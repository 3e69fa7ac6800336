use bigdecimal::BigDecimal;
use num_traits::Zero;

#[derive(Debug, Clone, Copy, PartialEq, Eq, Hash, PartialOrd, Ord)]
pub struct AccountId(pub u32);

/// What the importer needs to know about a ledger account.
#[derive(Debug, Clone, PartialEq, Eq)]
pub struct AccountInfo {
    pub id: AccountId,
    pub name: String,
}

#[derive(Debug, Clone, PartialEq)]
pub struct Account {
    pub id: AccountId,
    pub name: String,
    /// External investment account number, set on brokerage accounts only.
    pub invest_number: Option<String>,
    /// Parent investment account for per-security sub-accounts.
    pub parent: Option<AccountId>,
    /// Current balance: currency for cash accounts, shares for securities.
    pub balance: BigDecimal,
}

impl Account {
    pub fn new(id: AccountId, name: impl Into<String>) -> Self {
        Self {
            id,
            name: name.into(),
            invest_number: None,
            parent: None,
            balance: BigDecimal::zero(),
        }
    }

    pub fn info(&self) -> AccountInfo {
        AccountInfo {
            id: self.id,
            name: self.name.clone(),
        }
    }
}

**WHAT IS EXPECTED**
Please return the records above exactly as they are written.

**EXERCISE SOLUTION**
repository 3e69fa7ac6800336
use bigdecimal::BigDecimal;
use num_traits::Zero;

#[derive(Debug, Clone, Copy, PartialEq, Eq, Hash, PartialOrd, Ord)]
pub struct AccountId(pub u32);

/// What the importer needs to know about a ledger account.
#[derive(Debug, Clone, PartialEq, Eq)]
pub struct AccountInfo {
    pub id: AccountId,
    pub name: String,
}

#[derive(Debug, Clone, PartialEq)]
pub struct Account {
    pub id: AccountId,
    pub name: String,
    /// External investment account number, set on brokerage accounts only.
    pub invest_number: Option<String>,
    /// Parent investment account for per-security sub-accounts.
    pub parent: Option<AccountId>,
    /// Current balance: currency for cash accounts, shares for securities.
    pub balance: BigDecimal,
}

impl Account {
    pub fn new(id: AccountId, name: impl Into<String>) -> Self {
        Self {
            id,
            name: name.into(),
            invest_number: None,
            parent: None,
            balance: BigDecimal::zero(),
        }
    }

    pub fn info(&self) -> AccountInfo {
        AccountInfo {
            id: self.id,
            name: self.name.clone(),
        }
    }
}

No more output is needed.